Here’s what Apple CEO Tim Cook
had to say about it in a long
interview published this weekend in the Washington Post:
We’ve said at 40 percent,
we’re not going to bring it back until there’s a fair rate. There’s no debate
about it. Is that legal to do or not legal to do? It is legal to do. It is the
current tax law. It’s not a matter of being patriotic or not patriotic. It
doesn’t go that the more you pay, the more patriotic you are.
Cook simultaneously wants
us to know he is not a bad “traditional CEO” who just cares
about money. No, to the contrary, he feels an “incredible responsibility” to
“the communities and the countries that the company operates in” and “the
whole ecosystem of the company.”
Therefore, because Cook cares
so little about money and so much about communities, Apple won’t be paying its
taxes. That’s just fair.
And more fairness is just
around the corner, Cook thinks. “I’m optimistic that, in 2017, there will be
some sort of corporate tax reform,” he said. “The U.S. needs to invest more in
infrastructure — so what would be great is if they take the tax proceeds of a
corporate tax reform and invest it in infrastructure and roads and bridges and
airports.”
Translated into plainer
English, this means Cook believes that Corporate America’s longterm plan to
hold the U.S. for ransom will in fact come to fruition next year.

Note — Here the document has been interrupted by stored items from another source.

use serde::{Deserialize, Serialize};
use utoipa::ToSchema;

/// Error payload carried under the `error` key of failed responses.
#[derive(Debug, Serialize, Deserialize, ToSchema)]
pub struct ApiError {
    pub code: String,
    pub message: String,
}
use chrono::{DateTime, Utc};
use sea_orm::entity::prelude::*;

/// Accumulated reading seconds per (user, novel, month). `month` is the
/// "YYYY-MM" bucket key the aggregation endpoints filter on.
#[derive(Clone, Debug, PartialEq, DeriveEntityModel, Eq)]
#[sea_orm(table_name = "reading_records")]
pub struct Model {
    #[sea_orm(primary_key)]
    pub id: i64,
    pub user_id: i64,
    pub novel_id: i64,
    pub month: String,
    pub reading_time: i64,
    pub created_at: Option<DateTime<Utc>>,
    pub updated_at: Option<DateTime<Utc>>,
}

#[derive(Copy, Clone, Debug, EnumIter, DeriveRelation)]
pub enum Relation {}

impl ActiveModelBehavior for ActiveModel {}
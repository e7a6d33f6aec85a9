use crate::entities::{UserRole, user_entity as users, user_profile_entity as profiles};
use crate::error::{AppError, AppResult};
use crate::external::{AdminNotification, EmailService};
use crate::models::{AuthResponse, LoginRequest, ProfileResponse, RegisterRequest};
use crate::utils::{JwtService, hash_password, validate_password, verify_password};
use sea_orm::{ActiveModelTrait, ColumnTrait, DatabaseConnection, EntityTrait, QueryFilter, Set};

#[derive(Clone)]
pub struct AuthService {
    pool: DatabaseConnection,
    jwt_service: JwtService,
    email_service: EmailService,
}

impl AuthService {
    pub fn new(
        pool: DatabaseConnection,
        jwt_service: JwtService,
        email_service: EmailService,
    ) -> Self {
        Self {
            pool,
            jwt_service,
            email_service,
        }
    }

    fn issue_tokens(&self, user_id: i64, email: &str, profile: ProfileResponse) -> AppResult<AuthResponse> {
        Ok(AuthResponse {
            access_token: self.jwt_service.generate_access_token(user_id, email)?,
            refresh_token: self.jwt_service.generate_refresh_token(user_id, email)?,
            expires_in: self.jwt_service.get_access_token_expires_in(),
            user: profile,
        })
    }

    pub async fn register(&self, req: RegisterRequest) -> AppResult<AuthResponse> {
        let email = req.email.trim().to_lowercase();
        if !email.contains('@') {
            return Err(AppError::ValidationError("Invalid email".to_string()));
        }
        validate_password(&req.password)?;
        let user_name = req.user_name.trim().to_string();
        if user_name.is_empty() {
            return Err(AppError::ValidationError(
                "User name is required".to_string(),
            ));
        }
        let role = match req.role.unwrap_or(UserRole::Reader) {
            UserRole::Admin => {
                return Err(AppError::ValidationError(
                    "Cannot self-register as admin".to_string(),
                ));
            }
            role => role,
        };

        let taken = users::Entity::find()
            .filter(users::Column::Email.eq(email.clone()))
            .one(&self.pool)
            .await?;
        if taken.is_some() {
            return Err(AppError::ValidationError(
                "Email already registered".to_string(),
            ));
        }

        let user = users::ActiveModel {
            email: Set(email.clone()),
            password_hash: Set(hash_password(&req.password)?),
            ..Default::default()
        }
        .insert(&self.pool)
        .await?;

        // 作者账号需管理员审核后才能发布
        let profile = profiles::ActiveModel {
            user_id: Set(user.id),
            user_name: Set(user_name.clone()),
            pen_name: Set(req.pen_name),
            email: Set(email.clone()),
            role: Set(role),
            approved: Set(role == UserRole::Reader),
            ip: Set(req.ip),
            ..Default::default()
        }
        .insert(&self.pool)
        .await?;

        let notification = match role {
            UserRole::Author => AdminNotification::NewAuthor {
                username: user_name.clone(),
                email: email.clone(),
            },
            _ => AdminNotification::NewUser {
                username: user_name.clone(),
                email: email.clone(),
                role: role.to_string(),
            },
        };
        if let Err(e) = self.email_service.send_admin_notification(notification).await {
            log::error!("Failed to send signup notification: {e}");
        }

        self.issue_tokens(user.id, &email, ProfileResponse::from(profile))
    }

    pub async fn login(&self, req: LoginRequest) -> AppResult<AuthResponse> {
        let email = req.email.trim().to_lowercase();
        let user = users::Entity::find()
            .filter(users::Column::Email.eq(email.clone()))
            .one(&self.pool)
            .await?
            .ok_or_else(|| AppError::AuthError("Invalid email or password".to_string()))?;

        if !verify_password(&req.password, &user.password_hash)? {
            return Err(AppError::AuthError(
                "Invalid email or password".to_string(),
            ));
        }

        let profile = profiles::Entity::find()
            .filter(profiles::Column::UserId.eq(user.id))
            .one(&self.pool)
            .await?
            .ok_or_else(|| AppError::NotFound("User profile not found".to_string()))?;

        self.issue_tokens(user.id, &user.email, ProfileResponse::from(profile))
    }

    pub async fn refresh_token(&self, refresh_token: &str) -> AppResult<AuthResponse> {
        let claims = self.jwt_service.verify_refresh_token(refresh_token)?;
        let user_id: i64 = claims
            .sub
            .parse()
            .map_err(|_| AppError::AuthError("Invalid token subject".to_string()))?;

        let user = users::Entity::find_by_id(user_id)
            .one(&self.pool)
            .await?
            .ok_or_else(|| AppError::AuthError("User no longer exists".to_string()))?;
        let profile = profiles::Entity::find()
            .filter(profiles::Column::UserId.eq(user.id))
            .one(&self.pool)
            .await?
            .ok_or_else(|| AppError::NotFound("User profile not found".to_string()))?;

        self.issue_tokens(user.id, &user.email, ProfileResponse::from(profile))
    }
}
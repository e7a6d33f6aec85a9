use crate::entities::ChapterPolicy;
use crate::models::Entitlement;

/// Gate verdict for one chapter read.
#[derive(Debug, Clone, Copy, PartialEq, Eq)]
pub enum Access {
    /// Serve the full content.
    Full,
    /// Serve metadata only, with a paywall indicator.
    Paywalled,
    /// 403 — not servable at all for this caller.
    Denied,
}

/// Chapter-level override always wins over the novel default. A novel
/// with neither set reads as open.
pub fn effective_policy(
    chapter_policy: Option<ChapterPolicy>,
    novel_default: Option<ChapterPolicy>,
) -> ChapterPolicy {
    chapter_policy
        .or(novel_default)
        .unwrap_or(ChapterPolicy::Public)
}

/// Decide whether a chapter is servable to the caller.
///
/// `author_id` is the owning novel's author. Authors only ever read their
/// own novels; unpublished content is visible to its author and admins.
pub fn evaluate_chapter_access(
    policy: ChapterPolicy,
    published: bool,
    author_id: i64,
    entitlement: &Entitlement,
) -> Access {
    if entitlement.is_admin() {
        return Access::Full;
    }

    if let Entitlement::Author { user_id, .. } = entitlement {
        return if *user_id == author_id {
            Access::Full
        } else {
            Access::Denied
        };
    }

    if !published {
        return Access::Denied;
    }

    match policy {
        ChapterPolicy::Public => Access::Full,
        ChapterPolicy::Private => match entitlement {
            Entitlement::Reader { approved: true, .. } => Access::Full,
            _ => Access::Paywalled,
        },
        ChapterPolicy::Vip => {
            if entitlement.is_vip() {
                Access::Full
            } else {
                Access::Paywalled
            }
        }
    }
}

#[cfg(test)]
mod tests {
    use super::*;

    fn reader(vip: bool) -> Entitlement {
        Entitlement::Reader {
            user_id: 1,
            approved: true,
            vip,
        }
    }

    #[test]
    fn test_effective_policy_chapter_override_wins() {
        assert_eq!(
            effective_policy(Some(ChapterPolicy::Vip), Some(ChapterPolicy::Public)),
            ChapterPolicy::Vip
        );
        assert_eq!(
            effective_policy(None, Some(ChapterPolicy::Private)),
            ChapterPolicy::Private
        );
        assert_eq!(effective_policy(None, None), ChapterPolicy::Public);
    }

    #[test]
    fn test_public_serves_everyone() {
        for ent in [Entitlement::Anonymous, reader(false), reader(true)] {
            assert_eq!(
                evaluate_chapter_access(ChapterPolicy::Public, true, 9, &ent),
                Access::Full
            );
        }
    }

    #[test]
    fn test_private_requires_authentication() {
        assert_eq!(
            evaluate_chapter_access(ChapterPolicy::Private, true, 9, &Entitlement::Anonymous),
            Access::Paywalled
        );
        assert_eq!(
            evaluate_chapter_access(ChapterPolicy::Private, true, 9, &reader(false)),
            Access::Full
        );
        let unapproved = Entitlement::Reader {
            user_id: 1,
            approved: false,
            vip: false,
        };
        assert_eq!(
            evaluate_chapter_access(ChapterPolicy::Private, true, 9, &unapproved),
            Access::Paywalled
        );
    }

    #[test]
    fn test_vip_requires_active_membership() {
        assert_eq!(
            evaluate_chapter_access(ChapterPolicy::Vip, true, 9, &reader(false)),
            Access::Paywalled
        );
        assert_eq!(
            evaluate_chapter_access(ChapterPolicy::Vip, true, 9, &reader(true)),
            Access::Full
        );
        assert_eq!(
            evaluate_chapter_access(ChapterPolicy::Vip, true, 9, &Entitlement::Anonymous),
            Access::Paywalled
        );
    }

    #[test]
    fn test_authors_read_only_their_own_novels() {
        let author = Entitlement::Author {
            user_id: 9,
            novel_ids: vec![3],
            vip: false,
        };
        assert_eq!(
            evaluate_chapter_access(ChapterPolicy::Vip, true, 9, &author),
            Access::Full
        );
        assert_eq!(
            evaluate_chapter_access(ChapterPolicy::Public, true, 10, &author),
            Access::Denied
        );
        // own drafts are readable before publication
        assert_eq!(
            evaluate_chapter_access(ChapterPolicy::Public, false, 9, &author),
            Access::Full
        );
    }

    #[test]
    fn test_unpublished_denied_to_readers() {
        assert_eq!(
            evaluate_chapter_access(ChapterPolicy::Public, false, 9, &reader(true)),
            Access::Denied
        );
        assert_eq!(
            evaluate_chapter_access(ChapterPolicy::Public, false, 9, &Entitlement::Admin { user_id: 2 }),
            Access::Full
        );
    }
}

U.S. corporations have by now
stashed over $2.1
trillion in profits overseas (including Apple’s $181 billion), thereby
starving the U.S. of revenue we could use to repair our collapsing
infrastructure. What they want is for Americans to get so desperate that
Congress is willing to deeply slash the corporate tax rate for
“repatriated” money.
This will deliver a one-time
jolt of tax revenue, at the cost of sending the message that everyone who
possibly can should use tax avoidance schemes like Apple’s in the future.
Cook is right to be
optimistic: Hillary Clinton has hinted
that she’ll push for exactly this in her first 100 days in office, while
Donald Trump has said explicitly that he wants to make it happen. Moreover, in
the interview Cook also notes he’s gotten advice on how to handle this issue
from both Goldman Sachs CEO Lloyd Blankfein and Bill Clinton.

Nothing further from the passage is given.